Stored data:
*** Block opens ***
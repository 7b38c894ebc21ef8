//! 应用状态定义

use std::sync::Arc;

use sqlx::PgPool;

use crate::auth::JwtManager;
use crate::crud::RecordStore;
use crate::summary::BudgetSummaryJob;

/// Axum 应用共享状态
#[derive(Clone)]
pub struct AppState {
    /// PostgreSQL 连接池，登录与健康检查直接使用
    pub pool: PgPool,
    pub jwt_manager: Arc<JwtManager>,
    /// 所有实体共用的记录存储
    pub records: Arc<dyn RecordStore>,
    pub summary_job: Arc<BudgetSummaryJob>,
    /// 调用 `/api/cron/budget-summary` 所需的 Bearer 密钥
    pub cron_secret: Arc<str>,
}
*** Block closes ***
- The problem -
Check each line above for the string "RecordStore" and report how many lines have it, giving only the number.

- Task solution -
2